In applying the Manson due process analysis for the reliability of an eyewitness ID, the court first considered the suggestivity of the identification procedure — in that case, a field show-up. On that prong, it found “[t]hat elements of suggestiveness infected the showup in Harty’s case” to be “beyond doubt.” Indeed, observed the court, “[t]he manner in which Harty was displayed beside the police cruiser braced between two uniformed officers would have made it clear to any reasonable witness that the police were convinced that they had their man.” But on to the so-called “reliability factors,” under Manson v. Brathwaite. In considering the witness’s “opportunity to view,” the court considered that the witness had been chased into a building, that the assailant had fired shots into the floor as the witness ran up the stairs and threatened to kill the witness. And how did this weigh on the reliability of the ID that sprung from this series of events? Astonishingly, the court found that “These are events that tend to focus a witness’s attention.” (!)

Study after study (DOC) has confirmed a negative correlation between stress and the accuracy of eyewitness recall.

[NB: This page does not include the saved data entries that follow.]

//! Application constants for the chess insights pipeline
//!
//! Column names of the raw export and of the derived fields, loader
//! defaults, and the bucket thresholds used by the derivations.

// =============================================================================
// Raw Columns
// =============================================================================

/// Raw column names as they appear in the Lichess-style CSV export
pub mod raw {
    pub const WHITE_ELO: &str = "WhiteElo";
    pub const BLACK_ELO: &str = "BlackElo";
    pub const RESULT: &str = "Result";
    pub const TIME_CONTROL: &str = "TimeControl";
    pub const UTC_DATE: &str = "UTCDate";
    pub const UTC_TIME: &str = "UTCTime";
    pub const ECO: &str = "ECO";
    pub const MOVES: &str = "AN";
    pub const OPENING: &str = "Opening";
    pub const TERMINATION: &str = "Termination";

    /// Columns needed for every derivation to run
    pub const ALL: &[&str] = &[
        WHITE_ELO,
        BLACK_ELO,
        RESULT,
        TIME_CONTROL,
        UTC_DATE,
        UTC_TIME,
        ECO,
        MOVES,
        OPENING,
        TERMINATION,
    ];
}

// =============================================================================
// Derived Columns
// =============================================================================

/// Column names produced by the preprocessor
pub mod derived {
    pub const DATE_TIME: &str = "DateTime";
    pub const DATE: &str = "Date";
    pub const HOUR: &str = "Hour";
    pub const DAY_OF_WEEK: &str = "DayOfWeek";
    pub const TIME_CONTROL_BASE: &str = "TimeControlBase";
    pub const TIME_CONTROL_INCREMENT: &str = "TimeControlIncrement";
    pub const TIME_CONTROL_GROUPED: &str = "TimeControlGrouped";
    pub const AVG_ELO: &str = "AvgElo";
    pub const ELO_DIFF: &str = "EloDiff";
    pub const WHITE_WINS: &str = "WhiteWins";
    pub const BLACK_WINS: &str = "BlackWins";
    pub const DRAW: &str = "Draw";
    pub const MOVE_COUNT: &str = "MoveCount";
    pub const ESTIMATED_DURATION_MINUTES: &str = "EstimatedDurationMinutes";
    pub const OPENING_CATEGORY: &str = "OpeningCategory";
}

// =============================================================================
// Loader Defaults
// =============================================================================

/// Rows per sequential block when sampling a large file
pub const DEFAULT_BLOCK_SIZE: usize = 100_000;

/// Fixed seed so repeated sampled loads return the same rows
pub const DEFAULT_SAMPLE_SEED: u64 = 42;

/// Rows scanned for column type inference
pub const DEFAULT_INFER_SCHEMA_LENGTH: usize = 10_000;

// =============================================================================
// Parsing Formats
// =============================================================================

/// Format of the combined `UTCDate UTCTime` string
pub const DATE_TIME_FORMAT: &str = "%Y.%m.%d %H:%M:%S";

/// Format of `UTCDate` on its own
pub const DATE_FORMAT: &str = "%Y.%m.%d";

// =============================================================================
// Time Control Thresholds
// =============================================================================

/// Upper bounds (exclusive) of the base-time buckets, in seconds
pub mod time_control {
    pub const BULLET_BELOW_SECONDS: f64 = 180.0;
    pub const BLITZ_BELOW_SECONDS: f64 = 600.0;
    pub const RAPID_BELOW_SECONDS: f64 = 3600.0;
}

/// Minutes attributed to each move marker by the duration estimate
pub const MINUTES_PER_MOVE_MARKER: u32 = 2;

// =============================================================================
// Report Defaults
// =============================================================================

pub const DEFAULT_TOP_OPENINGS: usize = 15;
pub const DEFAULT_TOP_TERMINATIONS: usize = 10;

/// Day names in display order
pub const WEEKDAY_ORDER: &[&str] = &[
    "Monday",
    "Tuesday",
    "Wednesday",
    "Thursday",
    "Friday",
    "Saturday",
    "Sunday",
];
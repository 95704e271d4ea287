//! Sequential fixed-size record blocks over a CSV source.
//!
//! Records are read with the `csv` crate and re-encoded, header first, into
//! one standalone CSV buffer per block. Quoted fields, escaped quotes and
//! any of the usual line terminators survive the round trip.

use crate::error::Result;

use csv::{ByteRecord, Reader, ReaderBuilder, WriterBuilder};
use std::io::Read;

/// Raw CSV bytes for one block, header included
#[derive(Debug, Clone)]
pub struct RawBlock {
    pub bytes: Vec<u8>,
    pub records: usize,
}

/// Iterator over header-prefixed record blocks
pub struct RecordBlocks<R> {
    reader: Reader<R>,
    header: ByteRecord,
    block_size: usize,
    finished: bool,
}

impl<R: Read> RecordBlocks<R> {
    /// Read the header row and prepare to yield blocks.
    ///
    /// Returns `Ok(None)` when the source holds no header row at all.
    pub fn new(source: R, block_size: usize) -> Result<Option<Self>> {
        let mut reader = ReaderBuilder::new()
            .has_headers(true)
            .flexible(true)
            .from_reader(source);

        let header = reader.byte_headers()?.clone();
        if header.is_empty() {
            return Ok(None);
        }

        Ok(Some(Self {
            reader,
            header,
            block_size: block_size.max(1),
            finished: false,
        }))
    }

    pub fn header(&self) -> &ByteRecord {
        &self.header
    }

    fn next_block(&mut self) -> Result<Option<RawBlock>> {
        let mut writer = WriterBuilder::new()
            .flexible(true)
            .from_writer(Vec::new());
        writer.write_byte_record(&self.header)?;

        let mut record = ByteRecord::new();
        let mut records = 0;
        while records < self.block_size {
            if !self.reader.read_byte_record(&mut record)? {
                self.finished = true;
                break;
            }
            writer.write_byte_record(&record)?;
            records += 1;
        }

        if records == 0 {
            return Ok(None);
        }
        let bytes = writer.into_inner().map_err(|e| e.into_error())?;
        Ok(Some(RawBlock { bytes, records }))
    }
}

impl<R: Read> Iterator for RecordBlocks<R> {
    type Item = Result<RawBlock>;

    fn next(&mut self) -> Option<Self::Item> {
        if self.finished {
            return None;
        }
        match self.next_block() {
            Ok(Some(block)) => Some(Ok(block)),
            Ok(None) => {
                self.finished = true;
                None
            }
            Err(e) => {
                self.finished = true;
                Some(Err(e))
            }
        }
    }
}
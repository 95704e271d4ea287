//! Boolean result indicators from `Result`.

use super::{Derivation, string_column};
use crate::constants::{derived, raw};
use crate::error::Result;
use crate::models::GameResult;

use polars::prelude::*;

/// Indicator flags for one game
#[derive(Debug, Clone, Copy, PartialEq, Eq, Default)]
pub struct ResultFlags {
    pub white_wins: bool,
    pub black_wins: bool,
    pub draw: bool,
}

impl From<GameResult> for ResultFlags {
    fn from(result: GameResult) -> Self {
        Self {
            white_wins: result == GameResult::WhiteWin,
            black_wins: result == GameResult::BlackWin,
            draw: result == GameResult::Draw,
        }
    }
}

/// All flags are false for an unrecognised or missing result
pub fn result_flags(raw: Option<&str>) -> ResultFlags {
    GameResult::from_raw(raw).into()
}

/// Adds `WhiteWins`, `BlackWins` and `Draw`
#[derive(Debug, Clone, Copy, Default)]
pub struct OutcomeDerivation;

impl Derivation for OutcomeDerivation {
    fn name(&self) -> &'static str {
        "outcome"
    }

    fn required_columns(&self) -> &'static [&'static str] {
        &[raw::RESULT]
    }

    fn derive(&self, df: &DataFrame) -> Result<Vec<Series>> {
        let results = string_column(df, raw::RESULT)?;
        let flags: Vec<ResultFlags> = results.into_iter().map(result_flags).collect();

        let white: BooleanChunked = flags.iter().map(|f| f.white_wins).collect();
        let black: BooleanChunked = flags.iter().map(|f| f.black_wins).collect();
        let draw: BooleanChunked = flags.iter().map(|f| f.draw).collect();

        Ok(vec![
            white.with_name(derived::WHITE_WINS.into()).into_series(),
            black.with_name(derived::BLACK_WINS.into()).into_series(),
            draw.with_name(derived::DRAW.into()).into_series(),
        ])
    }
}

That is, the more stress undergone by a witness at the time of an event, the lower her ability to recall the details of that event — including the identity of the perpetrator.

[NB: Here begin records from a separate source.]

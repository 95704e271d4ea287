//! Preprocessing engine for raw game tables.
//!
//! Each derivation is a pure per-row transformation over one or more raw
//! columns. The preprocessor runs every derivation whose input columns are
//! present, skips the rest, and returns an augmented copy of the table. The
//! caller's table is never modified and no row is ever dropped.

pub mod moves;
pub mod opening;
pub mod outcome;
pub mod rating;
pub mod temporal;
pub mod time_control;

#[cfg(test)]
pub mod tests;

use self::{
    moves::MoveTextDerivation,
    opening::OpeningDerivation,
    outcome::OutcomeDerivation,
    rating::RatingDerivation,
    temporal::{CalendarDerivation, TimestampDerivation},
    time_control::TimeControlDerivation,
};

use crate::error::Result;
use crate::models::{PreprocessStats, SkippedDerivation};

use polars::prelude::*;
use tracing::{debug, info, warn};

/// A group of derived columns computed from named raw columns
pub trait Derivation: Send + Sync {
    fn name(&self) -> &'static str;

    /// Raw columns that must all be present for this derivation to run
    fn required_columns(&self) -> &'static [&'static str];

    /// Compute the derived columns, one value per input row
    fn derive(&self, df: &DataFrame) -> Result<Vec<Series>>;
}

/// Runs a fixed list of derivations over a table
pub struct Preprocessor {
    derivations: Vec<Box<dyn Derivation>>,
}

impl Default for Preprocessor {
    fn default() -> Self {
        Self::new()
    }
}

impl std::fmt::Debug for Preprocessor {
    fn fmt(&self, f: &mut std::fmt::Formatter<'_>) -> std::fmt::Result {
        f.debug_struct("Preprocessor")
            .field(
                "derivations",
                &self.derivations.iter().map(|d| d.name()).collect::<Vec<_>>(),
            )
            .finish()
    }
}

impl Preprocessor {
    /// Preprocessor with every standard derivation
    pub fn new() -> Self {
        Self::with_derivations(vec![
            Box::new(TimestampDerivation),
            Box::new(CalendarDerivation),
            Box::new(TimeControlDerivation),
            Box::new(RatingDerivation),
            Box::new(OutcomeDerivation),
            Box::new(MoveTextDerivation),
            Box::new(OpeningDerivation),
        ])
    }

    pub fn with_derivations(derivations: Vec<Box<dyn Derivation>>) -> Self {
        Self { derivations }
    }

    /// Return an augmented copy of `df` and a summary of what ran
    pub fn run(&self, df: &DataFrame) -> Result<(DataFrame, PreprocessStats)> {
        let mut output = df.clone();
        let mut stats = PreprocessStats {
            rows: df.height(),
            ..Default::default()
        };

        for derivation in &self.derivations {
            let missing: Vec<&'static str> = derivation
                .required_columns()
                .iter()
                .copied()
                .filter(|name| df.get_column_index(name).is_none())
                .collect();

            if !missing.is_empty() {
                warn!(
                    "Skipping {} derivation, missing columns: {}",
                    derivation.name(),
                    missing.join(", ")
                );
                stats.skipped.push(SkippedDerivation {
                    derivation: derivation.name(),
                    missing_columns: missing,
                });
                continue;
            }

            for series in derivation.derive(df)? {
                debug!(
                    "Derived {} ({} of {} values null)",
                    series.name(),
                    series.null_count(),
                    series.len()
                );
                output.with_column(series)?;
            }
            stats.applied.push(derivation.name());
        }

        info!(
            "Preprocessed {} rows: {} derivations applied, {} skipped",
            stats.rows,
            stats.applied.len(),
            stats.skipped.len()
        );

        Ok((output, stats))
    }
}

/// Preprocess with the standard derivations
pub fn preprocess(df: &DataFrame) -> Result<DataFrame> {
    preprocess_with_stats(df).map(|(output, _)| output)
}

pub fn preprocess_with_stats(df: &DataFrame) -> Result<(DataFrame, PreprocessStats)> {
    Preprocessor::new().run(df)
}

/// Column values as strings, whatever type the CSV reader inferred
pub(crate) fn string_column(df: &DataFrame, name: &str) -> Result<StringChunked> {
    let column = df.column(name)?.cast(&DataType::String)?;
    Ok(column.str()?.clone())
}

/// Column values as floats; unparseable cells become null
pub(crate) fn float_column(df: &DataFrame, name: &str) -> Result<Float64Chunked> {
    let column = df.column(name)?.cast(&DataType::Float64)?;
    Ok(column.f64()?.clone())
}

One striking example of this negative correlation is worth bearing out in some detail. In a 2004 study by Charles Morgan, et al., researchers used a military “survival training” scenario to test the correlation between stress and accuracy of recall. Morgan et al., Accuracy of eyewitness memory for persons encountered during exposure to highly intense stress, Int’l J. of L. and Psych., 27, 265-279. The test subjects were active-duty military personnel, with an average age of 25 and average length of service of 4 years.

Each subject underwent both stressful and non-stressful interrogation room scenarios, after which the subject’s ability to recall the identity of the interrogator was tested through various methods. In the stressful scenario, subjects were confronted face-to-face with an interrogator, in a well-lit room, for a full 40 minutes. When asked to select that interrogator that the subject had faced for 40 minutes in a small, well-lit room, only 34% were able to correctly identify that same interrogator from a photo lineup — compared to 76% who were subjected to a similar, but low-stress scenario. Further, (in a different sample) 68% of the high-stress subjects selected someone other than the interrogator from the photo lineup, compared to only 12% in the low-stress scenario.

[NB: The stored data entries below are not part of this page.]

//! Rating-binned rates.
//!
//! Bins are right-closed `(lower, upper]` intervals. Values outside every
//! bin, including an exact lower edge of the first bin, are not counted.

use crate::constants::raw;
use crate::error::Result;
use crate::models::GameResult;
use crate::preprocess::rating::{average_rating, rating_difference};
use crate::preprocess::{float_column, string_column};

use polars::prelude::*;

/// One `(lower, upper]` interval
#[derive(Debug, Clone, Copy, PartialEq)]
pub struct RatingBin {
    pub label: &'static str,
    pub lower: f64,
    pub upper: f64,
}

impl RatingBin {
    const fn new(label: &'static str, lower: f64, upper: f64) -> Self {
        Self {
            label,
            lower,
            upper,
        }
    }

    pub fn contains(&self, value: f64) -> bool {
        value > self.lower && value <= self.upper
    }
}

pub const ELO_DIFF_BINS: &[RatingBin] = &[
    RatingBin::new("0-50", 0.0, 50.0),
    RatingBin::new("50-100", 50.0, 100.0),
    RatingBin::new("100-200", 100.0, 200.0),
    RatingBin::new("200-500", 200.0, 500.0),
    RatingBin::new("500+", 500.0, 1000.0),
];

pub const AVG_ELO_BINS: &[RatingBin] = &[
    RatingBin::new("<1000", 0.0, 1000.0),
    RatingBin::new("1000-1200", 1000.0, 1200.0),
    RatingBin::new("1200-1400", 1200.0, 1400.0),
    RatingBin::new("1400-1600", 1400.0, 1600.0),
    RatingBin::new("1600-1800", 1600.0, 1800.0),
    RatingBin::new("1800-2000", 1800.0, 2000.0),
    RatingBin::new("2000+", 2000.0, 3000.0),
];

/// Share of games in a bin satisfying some condition
#[derive(Debug, Clone, PartialEq)]
pub struct BinRate {
    pub label: &'static str,
    pub games: usize,
    pub hits: usize,
}

impl BinRate {
    /// Percentage of hits, `None` for an empty bin
    pub fn rate_pct(&self) -> Option<f64> {
        (self.games > 0).then(|| self.hits as f64 / self.games as f64 * 100.0)
    }
}

fn bin_rates<I>(bins: &[RatingBin], observations: I) -> Vec<BinRate>
where
    I: IntoIterator<Item = (Option<f64>, bool)>,
{
    let mut rates: Vec<BinRate> = bins
        .iter()
        .map(|bin| BinRate {
            label: bin.label,
            games: 0,
            hits: 0,
        })
        .collect();

    for (value, hit) in observations {
        let Some(value) = value else { continue };
        if let Some(index) = bins.iter().position(|bin| bin.contains(value)) {
            rates[index].games += 1;
            rates[index].hits += usize::from(hit);
        }
    }
    rates
}

fn ratings_and_results(df: &DataFrame) -> Result<Vec<(Option<f64>, Option<f64>, GameResult)>> {
    let white = float_column(df, raw::WHITE_ELO)?;
    let black = float_column(df, raw::BLACK_ELO)?;
    let results = string_column(df, raw::RESULT)?;

    Ok(white
        .into_iter()
        .zip(black.into_iter())
        .zip(results.into_iter())
        .map(|((w, b), r)| (w, b, GameResult::from_raw(r)))
        .collect())
}

/// How often the higher-rated player wins, by rating gap
pub fn higher_rated_win_rate_by_diff(df: &DataFrame) -> Result<Vec<BinRate>> {
    let rows = ratings_and_results(df)?;
    let observations = rows.into_iter().map(|(w, b, result)| {
        let higher_won = match (w, b) {
            (Some(w), Some(b)) if w > b => result == GameResult::WhiteWin,
            (Some(w), Some(b)) if b > w => result == GameResult::BlackWin,
            _ => false,
        };
        (rating_difference(w, b), higher_won)
    });
    Ok(bin_rates(ELO_DIFF_BINS, observations))
}

/// Draw percentage by average rating
pub fn draw_rate_by_avg_elo(df: &DataFrame) -> Result<Vec<BinRate>> {
    let rows = ratings_and_results(df)?;
    let observations = rows
        .into_iter()
        .map(|(w, b, result)| (average_rating(w, b), result == GameResult::Draw));
    Ok(bin_rates(AVG_ELO_BINS, observations))
}

#[cfg(test)]
mod tests {
    use super::*;

    #[test]
    fn test_bins_are_right_closed() {
        let bin = ELO_DIFF_BINS[0];
        assert!(!bin.contains(0.0));
        assert!(bin.contains(0.5));
        assert!(bin.contains(50.0));
        assert!(!bin.contains(50.1));
    }

    #[test]
    fn test_higher_rated_win_rate() {
        let df = df!(
            "WhiteElo" => [Some(1540i64), Some(1500), Some(1500), Some(2000), Some(1500), None],
            "BlackElo" => [Some(1500i64), Some(1540), Some(1500), Some(1300), Some(1450), Some(1500)],
            "Result" => ["1-0", "1-0", "1-0", "1-0", "0-1", "1-0"]
        )
        .unwrap();

        let rates = higher_rated_win_rate_by_diff(&df).unwrap();
        let labels: Vec<_> = rates.iter().map(|r| r.label).collect();
        assert_eq!(labels, vec!["0-50", "50-100", "100-200", "200-500", "500+"]);

        // Gap 40 won by the higher side, gap 40 lost, gap 50 lost; the equal
        // ratings and the null rating fall outside every bin
        assert_eq!(rates[0].games, 3);
        assert_eq!(rates[0].hits, 1);
        assert_eq!(rates[4].games, 1);
        assert_eq!(rates[4].rate_pct(), Some(100.0));
        assert_eq!(rates[1].rate_pct(), None);
    }

    #[test]
    fn test_draw_rate_by_average_rating() {
        let df = df!(
            "WhiteElo" => [900i64, 1000, 1500, 1500, 2500],
            "BlackElo" => [900i64, 1000, 1500, 1600, 2400],
            "Result" => ["1/2-1/2", "1-0", "1/2-1/2", "0-1", "1/2-1/2"]
        )
        .unwrap();

        let rates = draw_rate_by_avg_elo(&df).unwrap();

        assert_eq!(rates[0].label, "<1000");
        assert_eq!(rates[0].games, 2);
        assert_eq!(rates[0].rate_pct(), Some(50.0));
        assert_eq!(rates[3].games, 2);
        assert_eq!(rates[3].hits, 1);
        assert_eq!(rates[6].rate_pct(), Some(100.0));
        assert_eq!(rates[1].games, 0);
    }
}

This study puts a pretty fine point on the effects of stress on eyewitness recall. If witnesses subjected to a 40-minute long interrogation session, in the most ideal, controlled viewing conditions can only accurately identify an interrogator 34% of the time, and similarly make a false identification 68% of the time, it seems abundantly clear that — at the very least — courts are going astray when they consider gunshots and homicidal threats as “events that tend to focus a witness’s attention.” These are events with a strong tendency to do quite the opposite, and the science is in on this one.

From the same paper, this sums it up:

Contrary to the popular conception that most people would never forget the face of a clearly seen individual who had physically confronted them and threatened them for more than 30 min, a large number of subjects in this study were unable to correctly identify their perpetrator. These data provide robust evidence that eyewitness memory for persons encountered during events that are personally relevant, highly stressful, and realistic in nature may be subject to substantial error.